A new video of the white terrorist in the Iowa school shooting on Thursday shows him standing in, what is presumed to be a bathroom at the school, the morning of the shooting.
The Associated Press reported on Thursday afternoon that a sixth grader has died, and five others were hurt during the shooting. Among those injured was the school principal of over 25 years.
WHO13 reported that terrorist, who they identified as 17-year-old Dylan Butler, was a student at Perry High School when he opened fire around 7:37 a.m. Central Time on the first day of classes after winter break.
The music in the video was removed due to copyright infringement, but the lyrics, from the song called “Stray Bullet” by KMFDM read, “I am your holy totem, I am your sick taboo, radical and radiant, I’m your nightmare coming true.” The music played behind the video with the added text on the screen reading, “now we wait.”

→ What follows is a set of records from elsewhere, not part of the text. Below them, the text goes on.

use crate::config::OpenAiConfig;
use async_trait::async_trait;
use once_cell::sync::OnceCell;
use serde::{Deserialize, Serialize};
use std::time::Duration;
use tracing::debug;
use url::Url;

/// 调用大模型时可能出现的内部错误
#[derive(Debug, thiserror::Error)]
pub enum LlmError {
    #[error("configuration error: {0}")]
    Configuration(String),
    #[error("upstream call failed: {0}")]
    Upstream(String),
    #[error("malformed response: {0}")]
    MalformedResponse(String),
}

#[derive(Debug, Clone, Copy, PartialEq, Eq, Serialize, Deserialize)]
#[serde(rename_all = "lowercase")]
pub enum Role {
    System,
    User,
}

#[derive(Debug, Clone, PartialEq, Eq, Serialize, Deserialize)]
pub struct ChatMessage {
    pub role: Role,
    pub content: String,
}

impl ChatMessage {
    pub fn system(content: impl Into<String>) -> Self {
        ChatMessage {
            role: Role::System,
            content: content.into(),
        }
    }

    pub fn user(content: impl Into<String>) -> Self {
        ChatMessage {
            role: Role::User,
            content: content.into(),
        }
    }
}

/// 一次 JSON 模式的对话补全请求
#[derive(Debug, Clone, PartialEq, Serialize)]
pub struct ChatRequest {
    pub model: String,
    pub messages: Vec<ChatMessage>,
    pub response_format: ResponseFormat,
    #[serde(skip_serializing_if = "Option::is_none")]
    pub temperature: Option<f32>,
}

impl ChatRequest {
    pub fn json(model: impl Into<String>, messages: Vec<ChatMessage>) -> Self {
        ChatRequest {
            model: model.into(),
            messages,
            response_format: ResponseFormat::json_object(),
            temperature: None,
        }
    }

    pub fn with_temperature(mut self, temperature: f32) -> Self {
        self.temperature = Some(temperature);
        self
    }
}

#[derive(Debug, Clone, PartialEq, Eq, Serialize)]
pub struct ResponseFormat {
    #[serde(rename = "type")]
    pub type_: String,
}

impl ResponseFormat {
    pub fn json_object() -> Self {
        ResponseFormat {
            type_: "json_object".to_string(),
        }
    }
}

#[derive(Debug, Clone, Copy, Default, PartialEq, Eq, Deserialize)]
pub struct Usage {
    #[serde(default)]
    pub prompt_tokens: u64,
    #[serde(default)]
    pub completion_tokens: u64,
    #[serde(default)]
    pub total_tokens: u64,
}

/// 补全结果：模型返回的文本以及用量
#[derive(Debug, Clone, PartialEq)]
pub struct ChatCompletion {
    pub content: String,
    pub usage: Option<Usage>,
}

/// 任何能接收结构化提示并返回 JSON 文本的模型后端
#[async_trait]
pub trait CompletionClient: Send + Sync {
    async fn complete(&self, request: &ChatRequest) -> Result<ChatCompletion, LlmError>;
}

#[derive(Debug, Deserialize)]
struct CompletionResponse {
    choices: Vec<CompletionChoice>,
    usage: Option<Usage>,
}

#[derive(Debug, Deserialize)]
struct CompletionChoice {
    message: CompletionMessage,
}

#[derive(Debug, Deserialize)]
struct CompletionMessage {
    content: Option<String>,
}

/// OpenAI 兼容的 `chat/completions` 客户端
#[derive(Debug, Clone)]
pub struct OpenAiClient {
    http: reqwest::Client,
    endpoint: Url,
    api_key: String,
}

impl OpenAiClient {
    pub fn new(base_url: &str, api_key: impl Into<String>, timeout: Duration) -> Result<Self, LlmError> {
        let api_key = api_key.into();
        if api_key.trim().is_empty() {
            return Err(LlmError::Configuration("API key is empty".to_string()));
        }

        let base = Url::parse(base_url)
            .map_err(|e| LlmError::Configuration(format!("invalid base url '{}': {}", base_url, e)))?;
        let endpoint = base
            .join("chat/completions")
            .map_err(|e| LlmError::Configuration(e.to_string()))?;

        let http = reqwest::Client::builder()
            .timeout(timeout)
            .build()
            .map_err(|e| LlmError::Configuration(e.to_string()))?;

        Ok(OpenAiClient {
            http,
            endpoint,
            api_key,
        })
    }

    /// 从配置指定的环境变量读取 API Key 并构建客户端
    pub fn from_env(config: &OpenAiConfig) -> Result<Self, LlmError> {
        let api_key = std::env::var(&config.api_key_env).map_err(|_| {
            LlmError::Configuration(format!("environment variable {} is not set", config.api_key_env))
        })?;
        Self::new(&config.base_url, api_key, config.request_timeout())
    }

    pub fn endpoint(&self) -> &Url {
        &self.endpoint
    }
}

#[async_trait]
impl CompletionClient for OpenAiClient {
    async fn complete(&self, request: &ChatRequest) -> Result<ChatCompletion, LlmError> {
        debug!("请求模型 {}，消息数 {}", request.model, request.messages.len());

        let response = self
            .http
            .post(self.endpoint.clone())
            .bearer_auth(&self.api_key)
            .json(request)
            .send()
            .await
            .map_err(|e| LlmError::Upstream(e.to_string()))?;

        let status = response.status();
        let body = response
            .text()
            .await
            .map_err(|e| LlmError::Upstream(e.to_string()))?;

        if !status.is_success() {
            return Err(LlmError::Upstream(format!("status {}: {}", status, body)));
        }

        parse_completion(&body)
    }
}

/// 解析 `chat/completions` 响应体
pub fn parse_completion(body: &str) -> Result<ChatCompletion, LlmError> {
    let parsed: CompletionResponse = serde_json::from_str(body)
        .map_err(|e| LlmError::MalformedResponse(format!("completion body: {}", e)))?;

    let content = parsed
        .choices
        .into_iter()
        .next()
        .and_then(|choice| choice.message.content)
        .ok_or_else(|| LlmError::MalformedResponse("completion has no message content".to_string()))?;

    Ok(ChatCompletion {
        content,
        usage: parsed.usage,
    })
}

/// 首次调用时才构建 [`OpenAiClient`]，之后复用同一实例。
/// 缺少密钥不会阻止服务启动，而是在第一次生成时报配置错误。
pub struct LazyOpenAiClient {
    config: OpenAiConfig,
    client: OnceCell<OpenAiClient>,
}

impl LazyOpenAiClient {
    pub fn new(config: OpenAiConfig) -> Self {
        LazyOpenAiClient {
            config,
            client: OnceCell::new(),
        }
    }

    fn client(&self) -> Result<&OpenAiClient, LlmError> {
        self.client
            .get_or_try_init(|| OpenAiClient::from_env(&self.config))
    }
}

#[async_trait]
impl CompletionClient for LazyOpenAiClient {
    async fn complete(&self, request: &ChatRequest) -> Result<ChatCompletion, LlmError> {
        self.client()?.complete(request).await
    }
}

#[cfg(test)]
pub(crate) mod mock {
    use super::*;
    use std::collections::VecDeque;
    use std::sync::{Arc, Mutex};

    /// 按顺序返回预设响应，并记录收到的请求
    #[derive(Default)]
    pub(crate) struct ScriptedClient {
        responses: Mutex<VecDeque<Result<String, LlmError>>>,
        requests: Mutex<Vec<ChatRequest>>,
    }

    impl ScriptedClient {
        pub(crate) fn with(responses: Vec<Result<String, LlmError>>) -> Arc<Self> {
            Arc::new(ScriptedClient {
                responses: Mutex::new(responses.into()),
                requests: Mutex::new(Vec::new()),
            })
        }

        pub(crate) fn requests(&self) -> Vec<ChatRequest> {
            self.requests.lock().unwrap().clone()
        }
    }

    #[async_trait]
    impl CompletionClient for ScriptedClient {
        async fn complete(&self, request: &ChatRequest) -> Result<ChatCompletion, LlmError> {
            self.requests.lock().unwrap().push(request.clone());
            let next = self
                .responses
                .lock()
                .unwrap()
                .pop_front()
                .unwrap_or_else(|| Err(LlmError::Upstream("no scripted response".to_string())));
            next.map(|content| ChatCompletion {
                content,
                usage: Some(Usage {
                    prompt_tokens: 40,
                    completion_tokens: 60,
                    total_tokens: 100,
                }),
            })
        }
    }

    pub(crate) fn ok(content: &str) -> Result<String, LlmError> {
        Ok(content.to_string())
    }
}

High school senior Ava Augustus said she was in a counselor’s office, waiting for hers to arrive, when she heard three shots. She and other people barricaded the door, preparing to throw things if necessary, with a window being too small for an escape.
“And then we hear ‘He’s down. You can go out,’” Augustus said through tears. ”And I run and you can just see glass everywhere, blood on the floor. I get to my car and they’re taking a girl out of the auditorium who had been shot in her leg.”
Zander Shelley, 15, was in a hallway when he heard gunshots and dashed into a classroom, according to his father, Kevin Shelley. Zander was grazed twice and hid in the classroom before texting his father at 7:36 a.m.
Kevin Shelley, who drives a garbage truck, told his boss he had to run. “It was the most scared I’ve been in my entire life,” he said.
Rachael Kares, an 18-year-old senior, was wrapping up jazz band practice when she and her bandmates heard what she described as four gunshots, spaced apart.
“We all just jumped,” Kares said. “My band teacher looked at us and yelled, ‘Run!’ So we ran.”
Kares and many others from the school ran out past the football field, as she heard people yelling, “Get out! Get out!” She said she heard additional shots as she ran, but didn’t know how many. She was more concerned about getting home to her 3-year-old son.
“At that moment I didn’t care about anything except getting out because I had to get home with my son,” she said.
Erica Jolliff said that her daughter, a ninth grader, reported getting rushed from the school grounds at 7:45 am. Distraught, Jolliff was still looking for her son Amir, a sixth grader, one hour later.
“I just want to know that he’s safe and OK,” Jolliff said. “They won’t tell me nothing.”
The white terrorist was found dead from a self-inflicted gunshot wound.